• **YOUR GOAL**: After finding the line that contains "repository 3e65e79408176dcd", give again that line and each one following it, exactly, until the records end.

• **MATERIAL SHOWN**:
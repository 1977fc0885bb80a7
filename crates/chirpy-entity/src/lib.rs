//! # chirpy-entity
//!
//! Entity models for Chirpy authentication: the persisted refresh token and
//! its storage row, the access-token value handed to clients, and the stored
//! credential resolved from the external user record.

pub mod session;
pub mod user;

pub use session::{AccessToken, RefreshToken, RefreshTokenRow, RefreshTokenState};
pub use user::StoredCredential;
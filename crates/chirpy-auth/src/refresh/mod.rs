//! Refresh-token issuance, lookup and revocation.

pub mod backend;
pub mod memory;
#[cfg(feature = "postgres")]
pub mod postgres;
pub mod store;

pub use backend::RefreshTokenBackend;
pub use memory::MemoryRefreshTokenBackend;
#[cfg(feature = "postgres")]
pub use postgres::PgRefreshTokenBackend;
pub use store::{REFRESH_TOKEN_BYTES, REFRESH_TOKEN_TTL_DAYS, RefreshTokenStore, generate_token};
//! Password hashing.

pub mod hasher;

pub use hasher::CredentialHasher;
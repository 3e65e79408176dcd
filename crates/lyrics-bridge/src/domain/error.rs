//! Bridge error types.
//!
//! Timeouts are not errors here: an expired wait resolves to `None`.

use crate::domain::config::ConfigError;

/// Failures talking to the pub/sub transport.
#[derive(Debug, Clone, PartialEq, Eq, thiserror::Error)]
pub enum TransportError {
    /// Transport was shut down
    #[error("channel closed")]
    ChannelClosed,

    /// A message could not be handed to the broker
    #[error("publish failed: {0}")]
    PublishFailed(String),

    /// Receiving from the broker failed; the subscription may still be usable
    #[error("receive failed: {0}")]
    ReceiveFailed(String),

    /// Could not connect or subscribe to the broker
    #[error("connection error: {0}")]
    Connection(String),
}

/// Bridge-level errors (construction, wiring and propagated transport faults).
#[derive(Debug, thiserror::Error)]
pub enum BridgeError {
    /// Request identity failed validation
    #[error("invalid search request: {0}")]
    InvalidRequest(String),

    /// Configuration failed validation
    #[error("configuration error: {0}")]
    Config(#[from] ConfigError),

    /// Transport fault
    #[error(transparent)]
    Transport(#[from] TransportError),
}

/// Result type for bridge operations
pub type BridgeResult<T> = Result<T, BridgeError>;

• **RESPONSE BOX**:
repository 3e65e79408176dcd
filename crates/lyrics-bridge/src/domain/error.rs
//! Bridge error types.
//!
//! Timeouts are not errors here: an expired wait resolves to `None`.

use crate::domain::config::ConfigError;

/// Failures talking to the pub/sub transport.
#[derive(Debug, Clone, PartialEq, Eq, thiserror::Error)]
pub enum TransportError {
    /// Transport was shut down
    #[error("channel closed")]
    ChannelClosed,

    /// A message could not be handed to the broker
    #[error("publish failed: {0}")]
    PublishFailed(String),

    /// Receiving from the broker failed; the subscription may still be usable
    #[error("receive failed: {0}")]
    ReceiveFailed(String),

    /// Could not connect or subscribe to the broker
    #[error("connection error: {0}")]
    Connection(String),
}

/// Bridge-level errors (construction, wiring and propagated transport faults).
#[derive(Debug, thiserror::Error)]
pub enum BridgeError {
    /// Request identity failed validation
    #[error("invalid search request: {0}")]
    InvalidRequest(String),

    /// Configuration failed validation
    #[error("configuration error: {0}")]
    Config(#[from] ConfigError),

    /// Transport fault
    #[error(transparent)]
    Transport(#[from] TransportError),
}

/// Result type for bridge operations
pub type BridgeResult<T> = Result<T, BridgeError>;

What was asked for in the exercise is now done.